United States District Court, Southern District of West Virginia
Apr 6, 2023
1:22-cv-00572 (S.D.W. Va. Apr. 6, 2023)

Opinion

1:22-cv-00572

04-06-2023

GABRIEL ATEH OPATA, Petitioner, v. ERIC ROKOSKY, Warden, FCI McDowell, Respondent.


PROPOSED FINDINGS AND RECOMMENDATIONS

Cheryl A Eifert United States Magistrate Judge

Pending is Petitioner Gabriel Ateh Opata's (“Petitioner”) pro se Petition for a Writ of Habeas Corpus pursuant to 28 U.S.C. § 2241. (ECF No. 1). This matter is assigned to the Honorable David A. Faber, United States District Judge, and by Standing Order has been referred to the undersigned United States Magistrate Judge for the submission of proposed findings of fact and recommendations for disposition pursuant to 28 U.S.C. § 636(b)(1)(B). Currently pending is Respondent's Motion to Dismiss as Moot. (ECF No. 8).

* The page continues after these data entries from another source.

use tracing::Dispatch;
use tracing::dispatcher::DefaultGuard;
use tracing_subscriber::EnvFilter;

const DEFAULT_FILTER: &str = "consul_snapshot=info,warn";

#[derive(Debug, Clone, Copy, PartialEq, Eq, Default, clap::ValueEnum)]
pub enum LogFormat {
    #[default]
    Text,
    Json,
}

/// Logging for one run. The subscriber is scoped to this handle rather than
/// installed process-wide; it stops receiving events once dropped.
pub struct LogHandle {
    _guard: DefaultGuard,
}

pub fn build_dispatch(format: LogFormat) -> Dispatch {
    let filter =
        EnvFilter::try_from_default_env().unwrap_or_else(|_| EnvFilter::new(DEFAULT_FILTER));
    let builder = tracing_subscriber::fmt()
        .with_env_filter(filter)
        .with_writer(std::io::stderr);
    match format {
        LogFormat::Text => Dispatch::new(builder.finish()),
        LogFormat::Json => Dispatch::new(builder.json().finish()),
    }
}

pub fn init(format: LogFormat) -> LogHandle {
    let dispatch = build_dispatch(format);
    LogHandle {
        _guard: tracing::dispatcher::set_default(&dispatch),
    }
}
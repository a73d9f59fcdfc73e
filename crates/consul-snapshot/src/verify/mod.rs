//! Snapshot verification against an ephemeral agent.
//!
//! A [`Verifier`] starts a throwaway single-node agent, restores the captured
//! snapshot into it and compares its key space with the live cluster:
//!
//! - coverage: every live key must exist in the restored agent;
//! - size: summed value lengths must agree within a tolerance.
//!
//! Both checks always run and either one fails the verdict. Infrastructure
//! trouble (agent won't start, listing fails) is an error, not a verdict.

use std::collections::{BTreeSet, HashSet};
use std::time::{Duration, Instant};

use tracing::{debug, error, info};

use crate::cancel::CancelToken;
use crate::error::{Error, ErrorKind, Result};
use crate::snapshot::SnapshotBlob;
use crate::store::{KeyRecord, StoreClient};

pub mod agent;

pub use agent::{ConsulDevAgent, ConsulDevLauncher};

pub const MISSING_KEYS_REASON: &str = "missing key(s) in restored snapshot";

#[derive(Debug, Clone, Copy, PartialEq, Eq)]
pub enum VerifyState {
    Idle,
    AgentStarting,
    AgentReady,
    Restoring,
    Comparing,
    Passed,
    Failed,
}

#[derive(Debug, Clone, PartialEq, Eq)]
pub struct VerificationVerdict {
    pub passed: bool,
    pub missing_keys: BTreeSet<String>,
    pub live_keys: usize,
    pub restored_keys: usize,
    pub live_total_bytes: u64,
    pub restored_total_bytes: u64,
    pub reason: Option<String>,
}

#[derive(Debug, Clone)]
pub struct VerifyConfig {
    pub key_root: String,
    pub size_tolerance_bytes: u64,
    /// Unconditional wait before the first readiness probe.
    pub readiness_grace: Duration,
    pub readiness_timeout: Duration,
    pub readiness_poll: Duration,
}

impl Default for VerifyConfig {
    fn default() -> Self {
        Self {
            key_root: "/".into(),
            size_tolerance_bytes: 1000,
            readiness_grace: Duration::from_secs(2),
            readiness_timeout: Duration::from_secs(30),
            readiness_poll: Duration::from_millis(250),
        }
    }
}

/// A running, isolated store instance. Dropping it tears it down.
pub trait EphemeralAgent {
    fn address(&self) -> &str;
    fn client(&self) -> &dyn StoreClient;
    /// True once the underlying instance has stopped on its own.
    fn has_exited(&mut self) -> bool;
}

pub trait AgentLauncher {
    fn launch(&self) -> Result<Box<dyn EphemeralAgent>>;
}

/// Pure comparison of the live key space against the restored one.
pub fn compare_key_spaces(
    live: &[KeyRecord],
    restored: &[KeyRecord],
    size_tolerance_bytes: u64,
) -> VerificationVerdict {
    let restored_keys: HashSet<&str> = restored.iter().map(|r| r.key.as_str()).collect();
    let missing_keys: BTreeSet<String> = live
        .iter()
        .filter(|r| !restored_keys.contains(r.key.as_str()))
        .map(|r| r.key.clone())
        .collect();

    let live_total_bytes = live.iter().fold(0u64, |acc, r| acc.saturating_add(r.value_len));
    let restored_total_bytes = restored
        .iter()
        .fold(0u64, |acc, r| acc.saturating_add(r.value_len));

    let mut reasons = Vec::new();
    if !missing_keys.is_empty() {
        reasons.push(MISSING_KEYS_REASON.to_string());
    }
    if live_total_bytes.abs_diff(restored_total_bytes) > size_tolerance_bytes {
        reasons.push(format!(
            "different snapshot kv size detected, got {restored_total_bytes} expected {live_total_bytes} (tolerance {size_tolerance_bytes})"
        ));
    }

    VerificationVerdict {
        passed: reasons.is_empty(),
        missing_keys,
        live_keys: live.len(),
        restored_keys: restored.len(),
        live_total_bytes,
        restored_total_bytes,
        reason: (!reasons.is_empty()).then(|| reasons.join("; ")),
    }
}

/// Poll the agent's leader endpoint until it reports a leader.
pub fn wait_ready(
    agent: &mut dyn EphemeralAgent,
    cfg: &VerifyConfig,
    cancel: &CancelToken,
) -> Result<()> {
    cancel.sleep(cfg.readiness_grace)?;
    let deadline = Instant::now() + cfg.readiness_timeout;
    loop {
        if agent.has_exited() {
            return Err(Error::new(
                ErrorKind::VerificationSetup,
                format!(
                    "ephemeral agent at {} exited before becoming ready",
                    agent.address()
                ),
            ));
        }
        match agent.client().leader() {
            Ok(Some(leader)) => {
                debug!(leader = %leader, "ephemeral agent has a leader");
                return Ok(());
            }
            Ok(None) => debug!("ephemeral agent has no leader yet"),
            Err(e) => debug!("ephemeral agent not reachable yet: {e}"),
        }
        if Instant::now() >= deadline {
            return Err(Error::new(
                ErrorKind::VerificationSetup,
                format!(
                    "ephemeral agent at {} not ready after {:?}",
                    agent.address(),
                    cfg.readiness_timeout
                ),
            ));
        }
        cancel.sleep(cfg.readiness_poll)?;
    }
}

pub struct Verifier<'a> {
    launcher: &'a dyn AgentLauncher,
    cfg: VerifyConfig,
    cancel: CancelToken,
    state: VerifyState,
}

impl<'a> Verifier<'a> {
    pub fn new(launcher: &'a dyn AgentLauncher, cfg: VerifyConfig, cancel: CancelToken) -> Self {
        Self {
            launcher,
            cfg,
            cancel,
            state: VerifyState::Idle,
        }
    }

    pub fn state(&self) -> VerifyState {
        self.state
    }

    fn enter(&mut self, next: VerifyState) {
        debug!(from = ?self.state, to = ?next, "verification state");
        self.state = next;
    }

    /// Restore `snapshot` into a fresh agent and compare it with `live`.
    ///
    /// The agent is torn down before this returns, whatever the outcome.
    pub fn verify(
        &mut self,
        live: &dyn StoreClient,
        snapshot: &SnapshotBlob,
    ) -> Result<VerificationVerdict> {
        let result = self.run(live, snapshot);
        match &result {
            Ok(v) if v.passed => self.enter(VerifyState::Passed),
            _ => self.enter(VerifyState::Failed),
        }
        result
    }

    fn run(&mut self, live: &dyn StoreClient, snapshot: &SnapshotBlob) -> Result<VerificationVerdict> {
        self.enter(VerifyState::AgentStarting);
        let mut agent = self
            .launcher
            .launch()
            .map_err(|e| e.context(ErrorKind::VerificationSetup, "error starting ephemeral consul agent"))?;

        info!(address = agent.address(), "waiting for ephemeral consul agent to become ready");
        wait_ready(agent.as_mut(), &self.cfg, &self.cancel).map_err(|e| match e.kind() {
            ErrorKind::Cancelled | ErrorKind::VerificationSetup => e,
            _ => e.context(ErrorKind::VerificationSetup, "readiness wait"),
        })?;
        self.enter(VerifyState::AgentReady);

        info!("verifying snapshot by restoring to ephemeral consul agent");
        self.enter(VerifyState::Restoring);
        self.cancel.check()?;
        agent
            .client()
            .restore_snapshot(snapshot.bytes())
            .map_err(|e| e.context(ErrorKind::Restore, "error restoring snapshot to ephemeral agent"))?;

        self.enter(VerifyState::Comparing);
        let root = self.cfg.key_root.as_str();
        let restored = agent
            .client()
            .list_keys(root)
            .map_err(|e| e.context(ErrorKind::VerificationSetup, "error listing restored keys"))?;
        let live_keys = live
            .list_keys(root)
            .map_err(|e| e.context(ErrorKind::VerificationSetup, "error listing live keys"))?;
        drop(agent);

        let verdict = compare_key_spaces(&live_keys, &restored, self.cfg.size_tolerance_bytes);
        for k in &verdict.missing_keys {
            error!("key {k} was not found in the snapshot");
        }
        if verdict.passed {
            info!(
                keys = verdict.restored_keys,
                live_bytes = verdict.live_total_bytes,
                restored_bytes = verdict.restored_total_bytes,
                "verified all keys are contained within the snapshot, got {} keys",
                verdict.restored_keys
            );
        } else {
            error!(
                missing = verdict.missing_keys.len(),
                live_bytes = verdict.live_total_bytes,
                restored_bytes = verdict.restored_total_bytes,
                "snapshot verification failed: {}",
                verdict.reason.as_deref().unwrap_or_default()
            );
        }
        Ok(verdict)
    }
}
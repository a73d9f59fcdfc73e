use tracing::info;

use crate::cancel::CancelToken;
use crate::error::{Error, ErrorKind, Result};
use crate::snapshot::{ArtifactNamer, acquire_snapshot};
use crate::store::StoreClient;
use crate::target::{TargetDescriptor, UploadTarget};
use crate::upload::{Dispatcher, ObjectStoreFactory, RetryPolicy, UploadOutcome};
use crate::verify::{AgentLauncher, VerificationVerdict, Verifier, VerifyConfig};

/// Collaborators and knobs for one acquire, verify, upload run.
pub struct Pipeline<'a> {
    pub live: &'a dyn StoreClient,
    pub launcher: &'a dyn AgentLauncher,
    pub objects: &'a dyn ObjectStoreFactory,
    /// `None` skips verification.
    pub verify: Option<VerifyConfig>,
    pub retry: RetryPolicy,
    pub cancel: CancelToken,
}

#[derive(Debug, Clone)]
pub struct RunReport {
    pub snapshot_bytes: usize,
    pub sha256: String,
    pub artifact: String,
    pub verdict: Option<VerificationVerdict>,
    pub upload: UploadOutcome,
}

impl RunReport {
    /// Machine-readable summary, written by `--report`.
    pub fn to_json(&self) -> serde_json::Value {
        let verification = match &self.verdict {
            Some(v) => serde_json::json!({
                "passed": v.passed,
                "live_keys": v.live_keys,
                "restored_keys": v.restored_keys,
                "live_total_bytes": v.live_total_bytes,
                "restored_total_bytes": v.restored_total_bytes,
            }),
            None => serde_json::Value::Null,
        };
        serde_json::json!({
            "artifact": self.artifact,
            "snapshot_bytes": self.snapshot_bytes,
            "sha256": self.sha256,
            "verification": verification,
            "upload": {
                "remote_path": self.upload.remote_path,
                "attempts": self.upload.attempts,
            },
        })
    }
}

fn verification_error(v: &VerificationVerdict) -> Error {
    let mut msg = format!(
        "snapshot verification failed: {}",
        v.reason.as_deref().unwrap_or("unknown reason")
    );
    if !v.missing_keys.is_empty() {
        const SHOWN: usize = 10;
        let listed: Vec<&str> = v.missing_keys.iter().take(SHOWN).map(String::as_str).collect();
        msg.push_str(&format!(" (missing: {}", listed.join(", ")));
        if v.missing_keys.len() > SHOWN {
            msg.push_str(&format!(", +{} more", v.missing_keys.len() - SHOWN));
        }
        msg.push(')');
    }
    Error::new(ErrorKind::VerificationFailed, msg)
}

impl Pipeline<'_> {
    pub fn run(&self, target: &TargetDescriptor) -> Result<RunReport> {
        // Reject unusable targets before touching the network.
        UploadTarget::resolve(target)?;

        let blob = acquire_snapshot(self.live)?;
        self.cancel.check()?;

        let verdict = match &self.verify {
            Some(cfg) => {
                let mut verifier = Verifier::new(self.launcher, cfg.clone(), self.cancel.clone());
                let verdict = verifier.verify(self.live, &blob)?;
                if !verdict.passed {
                    return Err(verification_error(&verdict));
                }
                Some(verdict)
            }
            None => {
                info!("snapshot verification skipped");
                None
            }
        };
        self.cancel.check()?;

        let artifact = ArtifactNamer::default().name_for(blob.captured_at());
        let upload = Dispatcher::new(self.objects, self.retry, self.cancel.clone())
            .upload(target, &artifact, &blob)
            .into_result()?;

        Ok(RunReport {
            snapshot_bytes: blob.len(),
            sha256: blob.sha256().to_string(),
            artifact,
            verdict,
            upload,
        })
    }
}
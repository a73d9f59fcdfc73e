pub mod cancel;
pub mod config;
pub mod error;
pub mod log_sanitize;
pub mod logging;
pub mod pipeline;
mod process;
pub mod snapshot;
pub mod store;
pub mod target;
pub mod upload;
pub mod verify;

pub use error::{Error, ErrorKind, Result};
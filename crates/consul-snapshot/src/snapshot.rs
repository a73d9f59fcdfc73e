use std::sync::Arc;

use chrono::{DateTime, Utc};
use sha2::{Digest, Sha256};
use tracing::info;

use crate::error::{Error, ErrorKind, Result};
use crate::store::StoreClient;

/// Immutable in-memory snapshot. Clones share the same bytes.
#[derive(Debug, Clone)]
pub struct SnapshotBlob {
    bytes: Arc<[u8]>,
    captured_at: DateTime<Utc>,
    sha256: String,
}

impl SnapshotBlob {
    pub fn new(bytes: Vec<u8>, captured_at: DateTime<Utc>) -> Self {
        let sha256 = hex::encode(Sha256::digest(&bytes));
        Self {
            bytes: bytes.into(),
            captured_at,
            sha256,
        }
    }

    pub fn bytes(&self) -> &[u8] {
        &self.bytes
    }

    pub fn len(&self) -> usize {
        self.bytes.len()
    }

    pub fn is_empty(&self) -> bool {
        self.bytes.is_empty()
    }

    pub fn captured_at(&self) -> DateTime<Utc> {
        self.captured_at
    }

    /// Hex SHA-256 of the snapshot bytes.
    pub fn sha256(&self) -> &str {
        &self.sha256
    }
}

/// Capture a full-state snapshot from the live store. Never retried.
pub fn acquire_snapshot(store: &dyn StoreClient) -> Result<SnapshotBlob> {
    let captured_at = Utc::now();
    let bytes = store
        .save_snapshot()
        .map_err(|e| e.context(ErrorKind::Acquire, "error fetching consul snapshot"))?;
    if bytes.is_empty() {
        return Err(Error::new(
            ErrorKind::Acquire,
            "consul returned an empty snapshot",
        ));
    }
    let blob = SnapshotBlob::new(bytes, captured_at);
    info!(
        bytes = blob.len(),
        sha256 = blob.sha256(),
        "got snapshot of {} bytes",
        blob.len()
    );
    Ok(blob)
}

/// Names artifacts `{unix_seconds}.snap`, suffixing `-N` when a run asks twice
/// within the same second (or the clock steps back).
#[derive(Debug, Default)]
pub struct ArtifactNamer {
    last: Option<(i64, u32)>,
}

impl ArtifactNamer {
    pub fn name_for(&mut self, at: DateTime<Utc>) -> String {
        let ts = at.timestamp();
        let next = match self.last {
            Some((last_ts, n)) if ts <= last_ts => (last_ts, n + 1),
            _ => (ts, 0),
        };
        self.last = Some(next);
        match next {
            (ts, 0) => format!("{ts}.snap"),
            (ts, n) => format!("{ts}-{n}.snap"),
        }
    }
}

#[cfg(test)]
mod tests {
    use super::*;
    use chrono::TimeZone;

    #[test]
    fn blob_digest_matches_bytes() {
        let blob = SnapshotBlob::new(b"abc".to_vec(), Utc::now());
        assert_eq!(blob.len(), 3);
        assert_eq!(
            blob.sha256(),
            "ba7816bf8f01cfea414140de5dae2223b00361a396177a9cb410ff61f20015ad"
        );
        let clone = blob.clone();
        assert!(std::ptr::eq(clone.bytes().as_ptr(), blob.bytes().as_ptr()));
    }

    #[test]
    fn artifact_names_stay_unique_within_a_run() {
        let mut namer = ArtifactNamer::default();
        let t = Utc.timestamp_opt(1_700_000_000, 0).single().expect("ts");
        assert_eq!(namer.name_for(t), "1700000000.snap");
        assert_eq!(namer.name_for(t), "1700000000-1.snap");
        let earlier = Utc.timestamp_opt(1_699_999_999, 0).single().expect("ts");
        assert_eq!(namer.name_for(earlier), "1700000000-2.snap");
        let later = Utc.timestamp_opt(1_700_000_005, 0).single().expect("ts");
        assert_eq!(namer.name_for(later), "1700000005.snap");
    }
}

Having reviewed the record, the undersigned FINDS that Petitioner has been released from custody since filing the petition for a writ of habeas corpus; thereby, rendering this proceeding moot. Accordingly, the undersigned respectfully RECOMMENDS that the presiding District Judge GRANT the Motion to Dismiss, (ECF No 8), DISMISS the Petition for a Writ of Habeas Corpus; and remove this matter from the docket of the Court.

I. Relevant Facts

On December 12, 2022, Petitioner filed the instant habeas petition asking the Court to order the Federal Bureau of Prisons (“BOP”) to grant Petitioner time credits against his sentence pursuant to the First Step Act (“FSA”). (ECF No. 1 at 7). Petitioner asserts that the BOP is wrongfully withholding credits based upon an inaccurate application of the statute, which allows prior convictions considered as relevant conduct at sentencing to disqualify inmates from FSA credits. (Id. at 2). Petitioner claims that the BOP has used a 2006 charge of domestic violence, which was actually dismissed against him, as a basis for denying him FSA credits. (ECF No. 2 at 1). As a result, Petitioner has been placed in a higher security level facility and has been held in custody longer than he should have been held. (ECF No. 1 at 2, 6). Petitioner asks to be released from incarceration and for the “BOP to strike any charge that is not a conviction from [his] record as to prevent this unjust practice from happening again.” (Id. 1 at 7).

Petitioner also states that he took an “Alford plea” to a charge of domestic violence in exchange for other domestic violence charges being dismissed. (ECF No. 1 at 2, 6; ECF No. 2 at 1). An Alford plea is a guilty plea in which the defendant maintains his innocence but admits that the prosecution's evidence would likely result in a guilty verdict. Accepting the truth of Petitioner's allegations, at least one charge was not dismissed, but instead resulted in a conviction. Whether this conviction, or one of the dismissed charges, was the charge used by the BOP in the FSA analysis is not entirely clear.

On January 23, 2023, Respondent filed a Motion to Dismiss the petition on the ground that it is moot. (ECF No. 8). Respondent indicates that Petitioner was released from BOP custody “via First Step Act Release” on January 12, 2023. (Id. at 1). Respondent argues that this change in circumstance effectively prevents the Court from granting relief to Petitioner, thus eliminating the case or controversy requirement under Article III of the United States Constitution. (Id. at 2-3). According to the Declaration of Destiny Spearen, (ECF No. 8-1), and the BOP inmate locator, Petitioner was indeed released from BOP custody on January 12, 2023. See www.bop.gov/inmateloc/.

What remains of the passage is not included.